[INFORMATION PROVIDED Boundary: Start]
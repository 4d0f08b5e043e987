//! # Grammar Metadata
//!
//! Generated metadata that accompanies the parsing tables: rule shapes,
//! token definitions, synchronizing tokens and error messages.
//!
//! Everything here is plain borrowed data so that a generator can emit it as
//! `static` items and share it between parsers on any number of threads.

mod token;

pub use token::TokenDef;

use crate::{RuleId, TokenId};

/// Shape of one grammar rule
#[derive(Debug, Clone, Copy, PartialEq, Eq)]
pub struct RuleInfo {
    /// Nonterminal index of the left-hand side
    pub symbol: usize,
    /// Number of right-hand side symbols popped on reduction
    pub reductions: usize,
}

impl RuleInfo {
    #[must_use]
    pub const fn new(symbol: usize, reductions: usize) -> Self {
        Self { symbol, reductions }
    }
}

/// Grammar tables shared by both table encodings
#[derive(Debug, Clone, Copy)]
pub struct Grammar<'a> {
    /// Token definitions; the position is the terminal index
    pub tokens: &'a [TokenDef<'a>],
    pub rules: &'a [RuleInfo],
    /// Synchronizing tokens, tried in order during recovery
    pub recover: &'a [TokenId],
    pub messages: &'a [&'a str],
    pub nonterminals: &'a [&'a str],
}

impl<'a> Grammar<'a> {
    /// Terminal index of a token id
    #[must_use]
    pub fn token_index(&self, token: TokenId) -> Option<usize> {
        self.tokens.iter().position(|def| def.token == token)
    }

    /// Short name of a token id
    #[must_use]
    pub fn token_name(&self, token: TokenId) -> String {
        self.token_def(token).map_or_else(|| unknown_token_name(token), |def| def.name.to_string())
    }

    /// Descriptive name of a token id, used in error messages
    #[must_use]
    pub fn token_full_name(&self, token: TokenId) -> String {
        self.token_def(token).map_or_else(|| unknown_token_name(token), |def| def.full_name.to_string())
    }

    /// Definition of a token id, `None` for ids the grammar does not declare
    #[must_use]
    pub fn token_def(&self, token: TokenId) -> Option<&'a TokenDef<'a>> {
        self.tokens.iter().find(|def| def.token == token)
    }

    #[must_use]
    pub fn rule(&self, rule: RuleId) -> Option<RuleInfo> {
        self.rules.get(rule).copied()
    }

    #[must_use]
    pub fn message(&self, index: usize) -> Option<&'a str> {
        self.messages.get(index).copied()
    }

    #[must_use]
    pub fn nonterminal_name(&self, index: usize) -> Option<&'a str> {
        self.nonterminals.get(index).copied()
    }

    /// Token id of a reserved word, matched exactly
    #[must_use]
    pub fn find_reserved_word(&self, word: &str) -> Option<TokenId> {
        self.reserved_words()
            .find(|def| def.name == word)
            .map(|def| def.token)
    }

    /// Token id of a reserved word, ignoring ASCII case
    #[must_use]
    pub fn find_reserved_word_ignore_case(&self, word: &str) -> Option<TokenId> {
        self.reserved_words()
            .find(|def| def.name.eq_ignore_ascii_case(word))
            .map(|def| def.token)
    }

    pub fn reserved_words(&self) -> impl Iterator<Item = &'a TokenDef<'a>> + 'a {
        self.tokens.iter().filter(|def| def.reserved)
    }
}

fn unknown_token_name(token: TokenId) -> String {
    match char::from_u32(token) {
        Some(c) if token < 256 => format!("'{c}'"),
        _ => "UNKNOWN TOKEN".to_string(),
    }
}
[INFORMATION PROVIDED Boundary: End]
The lines from the start of the entries above through the line containing "pub use token::TokenDef;" are the ones to return, please; copy them exactly and include both ends.

• [WRITTEN ANSWER]:
repository 4d0f08b5e043e987
//! # Grammar Metadata
//!
//! Generated metadata that accompanies the parsing tables: rule shapes,
//! token definitions, synchronizing tokens and error messages.
//!
//! Everything here is plain borrowed data so that a generator can emit it as
//! `static` items and share it between parsers on any number of threads.

mod token;

pub use token::TokenDef;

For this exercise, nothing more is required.